Iona is a tiny island – only three and a half miles long by one and a half across – separated from Mull by about a mile of water. Regular visitors to Iona travel through Mull by car or coach and cross the Sound of Iona by ferry from Fionnphort. The landing point is the pier just to the south of the Iona Abbey, at the foot of a hill that leads up the school. On the right is the village, its picturesque cottages overlooking the shore. There are only about seventy houses on the island, and nearly twenty of them are here.

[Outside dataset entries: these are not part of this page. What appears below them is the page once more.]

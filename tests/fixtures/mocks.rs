// 統合テスト用のスタブタスク

#![allow(dead_code)]

use async_trait::async_trait;
use cmd_pool::Task;
use std::sync::atomic::{AtomicUsize, Ordering};
use std::sync::Arc;
use std::time::Duration;

/// 呼び出し回数を数えるタスク
#[derive(Default)]
pub struct CountingTask {
    pub calls: AtomicUsize,
}

impl CountingTask {
    pub fn calls(&self) -> usize {
        self.calls.load(Ordering::SeqCst)
    }
}

#[async_trait]
impl Task for CountingTask {
    async fn run(&self) -> anyhow::Result<()> {
        self.calls.fetch_add(1, Ordering::SeqCst);
        tokio::task::yield_now().await;
        Ok(())
    }
}

/// 決まったメッセージで成功または失敗するタスク
pub struct ScriptedTask {
    pub failure: Option<String>,
}

impl ScriptedTask {
    pub fn succeed() -> Self {
        Self { failure: None }
    }

    pub fn fail(message: &str) -> Self {
        Self {
            failure: Some(message.to_string()),
        }
    }
}

#[async_trait]
impl Task for ScriptedTask {
    async fn run(&self) -> anyhow::Result<()> {
        match &self.failure {
            Some(message) => Err(anyhow::anyhow!("{message}")),
            None => Ok(()),
        }
    }
}

/// 一定時間スリープするタスク
pub struct SleepTask {
    pub duration: Duration,
}

#[async_trait]
impl Task for SleepTask {
    async fn run(&self) -> anyhow::Result<()> {
        tokio::time::sleep(self.duration).await;
        Ok(())
    }
}

/// 同時に実行中のタスク数の最大値を記録する
#[derive(Default)]
pub struct ConcurrencyProbe {
    active: AtomicUsize,
    max_active: AtomicUsize,
}

impl ConcurrencyProbe {
    pub fn max_active(&self) -> usize {
        self.max_active.load(Ordering::SeqCst)
    }
}

/// 実行中に ConcurrencyProbe のカウンタを上げ下げするタスク
pub struct ProbeTask {
    pub probe: Arc<ConcurrencyProbe>,
    pub hold: Duration,
}

#[async_trait]
impl Task for ProbeTask {
    async fn run(&self) -> anyhow::Result<()> {
        let now_active = self.probe.active.fetch_add(1, Ordering::SeqCst) + 1;
        self.probe.max_active.fetch_max(now_active, Ordering::SeqCst);
        tokio::time::sleep(self.hold).await;
        self.probe.active.fetch_sub(1, Ordering::SeqCst);
        Ok(())
    }
}

pub fn counting_tasks(count: usize) -> Vec<Arc<CountingTask>> {
    (0..count).map(|_| Arc::new(CountingTask::default())).collect()
}

pub fn probe_tasks(probe: &Arc<ConcurrencyProbe>, count: usize, hold: Duration) -> Vec<Arc<ProbeTask>> {
    (0..count)
        .map(|_| {
            Arc::new(ProbeTask {
                probe: probe.clone(),
                hold,
            })
        })
        .collect()
}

Climbing the hill directly from the jetty the visitor soon encounters the first of Iona’s ruins – the remains of the Benedictine Nunnery founded in 1203 by Reginald MacDonald of Islay, Lord of the Isles. At the top of the hill there is a junction. Visitors to the cathedral turn right here, while those who have time to explore more of the island could take the other turning which leads to the south and Port a’ Churaich, the Port of the Coracle, where Saint Columba first set foot on the island and later established his now famous monastery.

The Sacred Isle

Centuries before the arrival of St Columba on Iona in 563 the island had been adopted as a centre of religion by sun worshipping Druids. Like Columba, these priests of the Dark Ages must have sensed something unique in the atmosphere of Iona, a quality that still sets it apart as a spiritual oasis.

Perhaps it was the sparkling clarity of its light that appealed to these early mystics, for here the sky seems to open directly to Heaven not only as the sun goes down in comparable splendour, but throughout any sunny day when the cloud that hangs over the mainland and Mull miraculously breaks to bathe Iona in light that seems even brighter against the sombre unlit hills on the opposite shore.

Of course, it’s no use pretending that Iona escapes those days of unrelieved wetness that Western Scotland provides quite regularly, but it is true that Iona enjoys a substantial amount more sunshine than places to the east.